Daniel 6:10
¿Qué dice tu postura física sobre tu postura espiritual?
«Continuó arrodillándose tres veces al día» (Daniel 6:10, NBLA). Por lo general, los judíos oraban de pie (cf. 1 Reyes 8:22; Marcos 11:25). Se arrodillaban cuando la urgencia o la solemnidad pedían algo más. Daniel se arrodillaba como práctica regular. La postura física reflejaba la postura interna: dependencia y reverencia.
Quizás te preguntes: ¿realmente importa la postura? Después de todo, Dios mira el corazón. Es cierto que Dios mira el corazón. Pero también es cierto que el cuerpo influye en el corazón. Cuando te arrodillas, le dices a tu alma lo que tu boca puede no haber recordado decir: «yo no soy Dios; Él lo es». Si quieres sentir más reverencia, arrodíllate. La postura enseña al alma.
Este detalle también nos muestra que Daniel no oraba como ejercicio mental abstracto. Su oración involucraba todo su ser. Se arrodillaba, no por requisito ritualista, sino por convicción profunda. Sus rodillas declaraban lo que sus labios pronunciaban: que había Otro mayor que él en la habitación.
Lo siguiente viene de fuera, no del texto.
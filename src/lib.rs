//! Descriptive statistics over a CSV export of recorded service sessions.
//!
//! The [`data`] layer loads and filters the table, [`analysis`] holds the
//! pure aggregations behind each view, and [`report`] runs them all with the
//! parameters in [`config`]. Rendering lives in the binaries.

pub mod analysis;
pub mod config;
pub mod data;
pub mod report;
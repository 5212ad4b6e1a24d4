//! # Calculator Token Values
//!
//! [`TokenValue`] is the payload the calculator keeps on the engine's value
//! stack. The scanner produces it for tokens, and the semantic actions reuse
//! it for reduced symbols: every `Expr`, `Term` and `Factor` carries a
//! [`TokenValue::Number`].
use smartstring::alias::String;

/// The payload carried by a token or a reduced symbol.
#[derive(Debug, Clone, Default, PartialEq, Eq)]
pub enum TokenValue {
    /// No associated data (operators, punctuation, statements).
    #[default]
    None,

    /// Identifier name, resolved against the symbol table by the actions.
    Ident(String),

    /// Integer literal, or the value of an evaluated expression.
    Number(i64),
}
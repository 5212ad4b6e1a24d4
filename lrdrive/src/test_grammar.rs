//! Hand-built automata and fixtures shared by the engine tests.

use crate::{
    Action, Actions, Control, Nonterminal, Reduction, Rule, RuleId, Scanner, State, StateId,
    Symbol, Tables, Terminal,
};
use smartstring::alias::String;
use std::ops::Range;

pub const END: Terminal = Terminal(1);
pub const ERROR: Terminal = Terminal(2);

fn t(id: u16) -> Symbol {
    Symbol::Terminal(Terminal(id))
}

fn n(id: u16) -> Symbol {
    Symbol::Nonterminal(Nonterminal(id))
}

fn shift(target: u32) -> Action {
    Action::Shift(StateId(target))
}

/// `S -> A B`, `A -> a`, `B -> b`.
pub mod pair {
    use super::*;

    pub const A: Terminal = Terminal(3);
    pub const B: Terminal = Terminal(4);

    const NT_A: Nonterminal = Nonterminal(2);
    const NT_B: Nonterminal = Nonterminal(3);

    pub fn tables() -> Tables {
        Tables::builder()
            .rules([
                Rule::new(Nonterminal(0), vec![n(1), t(1)]),
                Rule::new(Nonterminal(1), vec![n(2), n(3)]),
                Rule::new(NT_A, vec![t(3)]),
                Rule::new(NT_B, vec![t(4)]),
            ])
            .states([
                State::builder().on(A, shift(1)).goto(NT_A, StateId(2)).build(),
                State::builder().default_action(Action::Reduce(RuleId(2))).build(),
                State::builder().on(B, shift(3)).goto(NT_B, StateId(4)).build(),
                State::builder().default_action(Action::Reduce(RuleId(3))).build(),
                State::builder().on(END, Action::Reduce(RuleId(1))).build(),
            ])
            .terminal_names(["", "$end", "error", "'a'", "'b'"])
            .nonterminal_names(["$accept", "S", "A", "B"])
            .build()
            .unwrap()
    }

    pub fn scan(source: &str) -> VecScanner {
        VecScanner::lex(source, |word| if word == "a" { A } else { B })
    }
}

/// A statement list with an error production and two empty rules:
///
/// ```text
/// Start -> List
/// List  -> ε | List Stmt
/// Stmt  -> Item ';' | error ';'
/// Item  -> Word
/// Word  -> x Opt
/// Opt   -> ε | '!'
/// ```
pub mod stmts {
    use super::*;

    pub const X: Terminal = Terminal(3);
    pub const SEMI: Terminal = Terminal(4);
    pub const BANG: Terminal = Terminal(5);

    pub const START: RuleId = RuleId(1);
    pub const LIST_EMPTY: RuleId = RuleId(2);
    pub const LIST_MORE: RuleId = RuleId(3);
    pub const STMT: RuleId = RuleId(4);
    pub const ERROR_STMT: RuleId = RuleId(5);
    pub const ITEM: RuleId = RuleId(6);
    pub const WORD: RuleId = RuleId(7);
    pub const OPT_EMPTY: RuleId = RuleId(8);
    pub const OPT_BANG: RuleId = RuleId(9);

    const LIST: Nonterminal = Nonterminal(2);
    const STMT_NT: Nonterminal = Nonterminal(3);
    const ITEM_NT: Nonterminal = Nonterminal(4);
    const WORD_NT: Nonterminal = Nonterminal(5);
    const OPT: Nonterminal = Nonterminal(6);

    fn reduce(rule: RuleId) -> State {
        State::builder().default_action(Action::Reduce(rule)).build()
    }

    pub fn tables() -> Tables {
        Tables::builder()
            .rules([
                Rule::new(Nonterminal(0), vec![n(1), t(1)]),
                Rule::new(Nonterminal(1), vec![n(2)]),
                Rule::new(LIST, Vec::<Symbol>::new()),
                Rule::new(LIST, vec![n(2), n(3)]),
                Rule::new(STMT_NT, vec![n(4), t(4)]),
                Rule::new(STMT_NT, vec![t(2), t(4)]),
                Rule::new(ITEM_NT, vec![n(5)]),
                Rule::new(WORD_NT, vec![t(3), n(6)]),
                Rule::new(OPT, Vec::<Symbol>::new()),
                Rule::new(OPT, vec![t(5)]),
            ])
            .states([
                // 0
                State::builder()
                    .default_action(Action::Reduce(LIST_EMPTY))
                    .goto(LIST, StateId(1))
                    .build(),
                // 1
                State::builder()
                    .on(END, Action::Reduce(START))
                    .on(ERROR, shift(2))
                    .on(X, shift(3))
                    .goto(STMT_NT, StateId(4))
                    .goto(ITEM_NT, StateId(5))
                    .goto(WORD_NT, StateId(6))
                    .build(),
                // 2
                State::builder().on(SEMI, shift(7)).build(),
                // 3
                State::builder()
                    .on(BANG, shift(8))
                    .on(SEMI, Action::Reduce(OPT_EMPTY))
                    .goto(OPT, StateId(9))
                    .build(),
                // 4
                reduce(LIST_MORE),
                // 5
                State::builder().on(SEMI, shift(10)).build(),
                // 6
                reduce(ITEM),
                // 7
                reduce(ERROR_STMT),
                // 8
                reduce(OPT_BANG),
                // 9
                reduce(WORD),
                // 10
                reduce(STMT),
            ])
            .terminal_names(["", "$end", "error", "x", "';'", "'!'"])
            .nonterminal_names(["$accept", "Start", "List", "Stmt", "Item", "Word", "Opt"])
            .build()
            .unwrap()
    }

    pub fn scan(source: &str) -> VecScanner {
        VecScanner::lex(source, |word| match word {
            ";" => SEMI,
            "!" => BANG,
            _ => X,
        })
    }
}

/// `Start -> Key`, `Key -> do | if | in | is | of | or | to`: a start state
/// with seven possible tokens. Any other word scans as `word`.
pub mod wide {
    use super::*;

    pub const KEYWORDS: [&str; 7] = ["do", "if", "in", "is", "of", "or", "to"];
    pub const WORD: Terminal = Terminal(10);

    const KEY: Nonterminal = Nonterminal(2);

    fn keyword(index: usize) -> Terminal {
        Terminal(3 + index as u16)
    }

    pub fn tables() -> Tables {
        let start = (0..KEYWORDS.len()).fold(
            State::builder().goto(KEY, StateId(8)),
            |state, i| state.on(keyword(i), shift(1 + i as u32)),
        );
        let keys = (0..KEYWORDS.len()).map(|i| {
            State::builder()
                .default_action(Action::Reduce(RuleId(2 + i as u16)))
                .build()
        });
        Tables::builder()
            .rule(Rule::new(Nonterminal(0), vec![n(1), t(1)]))
            .rule(Rule::new(Nonterminal(1), vec![n(2)]))
            .rules((0..KEYWORDS.len()).map(|i| Rule::new(KEY, vec![Symbol::Terminal(keyword(i))])))
            .state(start.build())
            .states(keys)
            .state(State::builder().on(END, Action::Reduce(RuleId(1))).build())
            .terminal_names(["", "$end", "error"].into_iter().chain(KEYWORDS).chain(["word"]))
            .nonterminal_names(["$accept", "Start", "Key"])
            .build()
            .unwrap()
    }

    pub fn scan(source: &str) -> VecScanner {
        VecScanner::lex(source, |word| {
            KEYWORDS
                .iter()
                .position(|k| *k == word)
                .map_or(WORD, keyword)
        })
    }
}

/// Serves pre-lexed tokens with byte-range spans and keeps every
/// diagnostic it receives.
pub struct VecScanner {
    tokens: Vec<(Terminal, String, Range<usize>)>,
    next: usize,
    len: usize,
    value: String,
    span: Range<usize>,
    pub fetched: usize,
    pub diagnostics: Vec<(std::string::String, Range<usize>)>,
}

impl VecScanner {
    /// Splits `source` on whitespace; `;` and `!` are always tokens of
    /// their own.
    pub fn lex(source: &str, classify: impl Fn(&str) -> Terminal) -> Self {
        let is_punct = |c: char| matches!(c, ';' | '!');
        let mut tokens = Vec::new();
        let mut chars = source.char_indices().peekable();
        while let Some((start, c)) = chars.next() {
            if c.is_whitespace() {
                continue;
            }
            let mut end = start + c.len_utf8();
            if !is_punct(c) {
                while let Some(&(i, c)) = chars.peek() {
                    if c.is_whitespace() || is_punct(c) {
                        break;
                    }
                    end = i + c.len_utf8();
                    chars.next();
                }
            }
            let text = &source[start..end];
            tokens.push((classify(text), String::from(text), start..end));
        }
        Self {
            tokens,
            next: 0,
            len: source.len(),
            value: String::new(),
            span: 0..0,
            fetched: 0,
            diagnostics: Vec::new(),
        }
    }
}

impl Scanner for VecScanner {
    type Value = String;
    type Span = Range<usize>;

    fn next_token(&mut self) -> Terminal {
        self.fetched += 1;
        match self.tokens.get(self.next) {
            Some((terminal, text, span)) => {
                self.next += 1;
                self.value = text.clone();
                self.span = span.clone();
                *terminal
            }
            None => {
                self.value = String::new();
                self.span = self.len..self.len;
                END
            }
        }
    }

    fn value(&mut self) -> String {
        std::mem::take(&mut self.value)
    }

    fn span(&self) -> Range<usize> {
        self.span.clone()
    }

    fn report_error(&mut self, message: &str, span: &Range<usize>) {
        self.diagnostics.push((message.to_string(), span.clone()));
    }
}

#[derive(Debug)]
pub struct Reduced {
    pub rule: RuleId,
    pub value: String,
    pub span: Range<usize>,
}

/// Records every reduction. Rules with two or more symbols produce their
/// non-empty child values joined by spaces; shorter rules keep the default.
pub struct Recorder {
    pub reductions: Vec<Reduced>,
    control: Box<dyn FnMut(RuleId, &str) -> Control>,
}

impl Recorder {
    pub fn with_control(control: impl FnMut(RuleId, &str) -> Control + 'static) -> Self {
        Self {
            reductions: Vec::new(),
            control: Box::new(control),
        }
    }

    /// The first reduction by `rule`.
    pub fn find(&self, rule: RuleId) -> &Reduced {
        self.reductions
            .iter()
            .find(|r| r.rule == rule)
            .unwrap_or_else(|| panic!("rule {} was never reduced", rule.0))
    }
}

impl Default for Recorder {
    fn default() -> Self {
        Self::with_control(|_, _| Control::Continue)
    }
}

impl Actions for Recorder {
    type Value = String;
    type Span = Range<usize>;

    fn reduce(
        &mut self,
        reduction: Reduction<'_, String, Range<usize>>,
        value: &mut String,
    ) -> Control {
        assert_eq!(reduction.values.len(), reduction.rule.len());
        assert_eq!(reduction.spans.len(), reduction.rule.len());
        if reduction.values.len() > 1 {
            let parts: Vec<&str> = reduction
                .values
                .iter()
                .map(|v| v.as_str())
                .filter(|v| !v.is_empty())
                .collect();
            *value = parts.join(" ").into();
        }
        self.reductions.push(Reduced {
            rule: reduction.rule_id,
            value: value.clone(),
            span: reduction.span.clone(),
        });
        (self.control)(reduction.rule_id, value.as_str())
    }
}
Hoy oramos en automóviles, en filas de supermercado, en oficinas, en momentos sueltos del día. Y eso es bueno. Dios oye en todas partes. Pero quizá te haga falta también un momento donde físicamente te arrodilles. Donde tu cuerpo confiese lo que tu boca ya sabe. Inténtalo esta semana. Encuentra un lugar y un momento. Arrodíllate. Y descubre cómo tu alma comienza a alinearse con la verdad de quién es Él y quién eres tú.
Arrodillarse no impresiona a Dios, pero educa al alma sobre quién es Dios y quién no lo es.